Saat ini kita dihadapkan pada arus kapitalisasi yang begitu kuat terhadap puasa. Sekedar contoh : kenapa bisa ada kuis di televisi yang tidak cerdas, babar blas penonton ditanya ayat suci yang berisi perintah puasa. Yang bisa menjawab diberi hadiah uang dan tepuk tangan. Lalu ditanya apa saja yang membatalkan puasa, dan seterusnya. Esensi puasa itu tidak ada, meski yang seperti itu ada, Mereka menjadikan agama semacam simbol bagi pesta dan pesta sekuler. Iklan sirup, sarung dan kecap merupakan sarana untuk mengabarkan produk-produk tersebut dan mencegah atau bahkan mengaburkan pesan-pesan hakiki puasa. Budaya pop dan masyarakat industri kita adalah aspek buatan dari puasa. Dan orang biasanya menyukai gejala seperti itu. Jadi resikonya puasa terasa biasa saja.
Pada masa sebelum pandemi, minggu pertama bulan puasa, jamaah mall dan jamaah toko, alat yang memajang makanan lebaran yang enak, sudah lebih ramai dari jemaah tarawih, lebih sibuk setiap hari.
Pada minggu terakhir bulan puasa, masyarakat tarawih makin maju shafnya yang artinya semakin sedikit orang, sedangkan tempat parkir di mall dan pertokoan serta pasar dekat demonstatif jualan lebaran semakin ramai.
Di bulan Ramadhan, banyak orang yang mengembangkan gambaran betapa asyiknya suasana setelah puasa, pesta, piknik, nonton film dan memuaskan selera dengan mengunjungi tempat-tempat kuliner yang sedang ramai dengan makanan atau food culture yang enak. suasana unik di sana. Sungguh "mengerikan" bahkan di tengah hari, saat yang terbaik adalah menahan lapar dan mengembangkan gagasan tentang perlunya tindakan kemanusiaan untuk membantu orang miskin, yang masih pusing dengan hal-hal yang diperlukan untuk berbuka puasa. dilakukan, adalah. tidak ada air, anak-anak terbiasa menimbun atau mengumpulkan makanan atau jajanan yang enak untuk disantap saat berbuka puasa. Ketika Anda berpuasa, ingatlah untuk makan. Lalu di waktu lain mencari peluang untuk menambah stok dana Lebaran dengan menekuni atau melakukan ‘tadarus kuis’ di malam hari.

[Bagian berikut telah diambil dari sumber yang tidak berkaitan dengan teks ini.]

//! Implements the Forge trait for Github
use async_trait::async_trait;
use color_eyre::eyre::{OptionExt, eyre};
use log::*;
use octocrab::{
    Octocrab,
    models::repos::{Content, ContentItems, Object},
    params::repos::Reference,
};
use reqwest::StatusCode;

use crate::{
    error::GitopsError,
    forge::{
        config::RemoteConfig,
        request::{
            CreateBranchRequest, CreatePrRequest, DirEntry, EntryKind,
            FileContent, GetFileContentRequest, PullRequest,
            UpdateFileRequest,
        },
        traits::Forge,
    },
    result::Result,
};

/// GitHub forge implementation using Octocrab for the contents, git refs
/// and pulls APIs.
pub struct Github {
    config: RemoteConfig,
    instance: Octocrab,
    default_branch: String,
}

impl Github {
    /// Create GitHub client with personal access token authentication and
    /// resolve the repository's default branch.
    pub async fn new(config: RemoteConfig) -> Result<Self> {
        let base_uri = config.api_base_uri();
        let builder = Octocrab::builder()
            .personal_token(config.token.clone())
            .base_uri(base_uri)?;
        let instance = builder.build()?;

        let repo = instance.repos(&config.owner, &config.repo).get().await?;
        let err_msg = format!(
            "failed to find default branch for github repo: {}",
            config.path
        );
        let default_branch = repo.default_branch.ok_or_eyre(err_msg)?;

        debug!(
            "connected to {}: default branch {default_branch}",
            config.path
        );

        Ok(Self {
            config,
            instance,
            default_branch,
        })
    }

    /// Fetches the contents API response for a path. `Ok(None)` on 404.
    async fn get_content_items(
        &self,
        req: &GetFileContentRequest,
    ) -> Result<Option<Vec<Content>>> {
        let repos = self.instance.repos(&self.config.owner, &self.config.repo);
        let mut builder = repos.get_content().path(&req.path);

        if let Some(branch) = &req.branch {
            builder = builder.r#ref(branch);
        }

        let result: octocrab::Result<ContentItems> = builder.send().await;

        match result {
            Err(octocrab::Error::GitHub { source, .. })
                if source.status_code == StatusCode::NOT_FOUND =>
            {
                debug!("no content found for path: {}", req.path);
                Ok(None)
            }
            Err(octocrab::Error::GitHub { source, backtrace }) => {
                let msg = format!(
                    "error getting contents for path: {}, status: {}, backtrace: {backtrace}",
                    req.path, source.status_code
                );
                error!("{msg}");
                Err(GitopsError::forge(msg).into())
            }
            Err(err) => {
                let msg = format!(
                    "encountered error getting contents for path: {}: {err}",
                    req.path
                );
                error!("{msg}");
                Err(GitopsError::forge(msg).into())
            }
            Ok(mut data) => Ok(Some(data.take_items())),
        }
    }
}

#[async_trait]
impl Forge for Github {
    fn repo_name(&self) -> String {
        self.config.repo.clone()
    }

    fn remote_config(&self) -> RemoteConfig {
        self.config.clone()
    }

    fn default_branch(&self) -> String {
        self.default_branch.clone()
    }

    async fn get_file_content(
        &self,
        req: GetFileContentRequest,
    ) -> Result<Option<FileContent>> {
        let Some(items) = self.get_content_items(&req).await? else {
            return Ok(None);
        };

        let Some(item) = items.into_iter().next() else {
            debug!("no file found for path: {}", req.path);
            return Ok(None);
        };

        if item.r#type != "file" {
            return Err(eyre!(
                "expected a file at {} but found a {}",
                req.path,
                item.r#type
            ));
        }

        let content = item
            .decoded_content()
            .ok_or_else(|| GitopsError::UndecodableContent(req.path.clone()))?;

        Ok(Some(FileContent {
            path: item.path,
            sha: item.sha,
            content,
        }))
    }

    async fn list_directory(
        &self,
        req: GetFileContentRequest,
    ) -> Result<Vec<DirEntry>> {
        let items = self
            .get_content_items(&req)
            .await?
            .ok_or_else(|| GitopsError::FileNotFound(req.path.clone()))?;

        // A single file response means the path was not a directory.
        if items.len() == 1 && items[0].path == req.path {
            return Err(eyre!("{} is not a directory", req.path));
        }

        Ok(items
            .into_iter()
            .map(|item| DirEntry {
                kind: EntryKind::from_api_type(&item.r#type),
                name: item.name,
                path: item.path,
            })
            .collect())
    }

    async fn get_branch_sha(&self, branch: String) -> Result<String> {
        let branch_ref = self
            .instance
            .repos(&self.config.owner, &self.config.repo)
            .get_ref(&Reference::Branch(branch.clone()))
            .await?;

        match branch_ref.object {
            Object::Commit { sha, .. } => Ok(sha),
            _ => Err(eyre!("failed to find sha of branch {branch}")),
        }
    }

    async fn create_branch(&self, req: CreateBranchRequest) -> Result<()> {
        let existing = self
            .instance
            .repos(&self.config.owner, &self.config.repo)
            .get_ref(&Reference::Branch(req.branch.clone()))
            .await;

        if existing.is_ok() {
            return Err(GitopsError::BranchExists(req.branch).into());
        }

        info!("creating branch {} at {}", req.branch, req.sha);

        self.instance
            .repos(&self.config.owner, &self.config.repo)
            .create_ref(&Reference::Branch(req.branch), req.sha)
            .await?;

        Ok(())
    }

    async fn update_file(&self, req: UpdateFileRequest) -> Result<()> {
        debug!(
            "updating {} on {} based on blob {}",
            req.path, req.branch, req.sha
        );

        self.instance
            .repos(&self.config.owner, &self.config.repo)
            .update_file(req.path, req.message, req.content, req.sha)
            .branch(req.branch)
            .send()
            .await?;

        Ok(())
    }

    async fn create_pr(&self, req: CreatePrRequest) -> Result<PullRequest> {
        let pr = self
            .instance
            .pulls(&self.config.owner, &self.config.repo)
            .create(req.title, req.head_branch, req.base_branch)
            .send()
            .await?;

        Ok(PullRequest {
            number: pr.number,
            url: pr.html_url.map(|u| u.to_string()),
        })
    }
}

Tentunya masih banyak yang menjalani puasa ramadhan mempelajari kandungan ibadah ini. Mereka masih sibuk berbagi takjil atau setidaknya mendengarkan pengajian dalam pertemuan takjil sekaligus belajar Al Quran dan selama sepuluh hari mereka tinggal di masjid di Itikaf melakukan muhasaba sendiri menunggu bertemu Lailatul Qadar. Ternyata di ruang tikaf ini pun kadang muncul godaan, itu kalau ada. Takmir menghormati majelis i'tikaf menawarkan layanan makanan lezat seperti gula. Lalu ada gurauan yang ditemukan masyarakat disana yaitu malam gulai atau malam brongkos yang bisa melupakan malam keagungan.
Lantas jika demikian, bagaimana kita mencari cara untuk menghidupkan kembali subatansi puasa Ramadhan?
Pada masa Nabi Muhammad dan para sahabatnya, romansa keagamaan terjalin, menjadikan bulan Ramadhan sebagai bulan yang dramatis untuk membawa perubahan spiritual dan mencapai mobilitas spiritual vertikal. Diketahui, ada cerita tentang bagaimana bulan Ramadhan kemudian diimajinasikan sebagai kekasih yang dirindukan dan hari-hari sebelum berpisah dengan kekasih tersebut.
Menyambut datangnya Ramadhan dengan penuh harapan, kegembiraan dan memasuki bulan Ramadhan dengan penuh kebahagiaan dan menangis sedih saat-saat bulan Ramadhan menjauh dan berpisah dengan mereka dan harus memasuki bulan Syawal.
Apakah kita masih memiliki kapasitas atau kemampuan untuk membangun romantisme yang positif dalam agama seperti ini?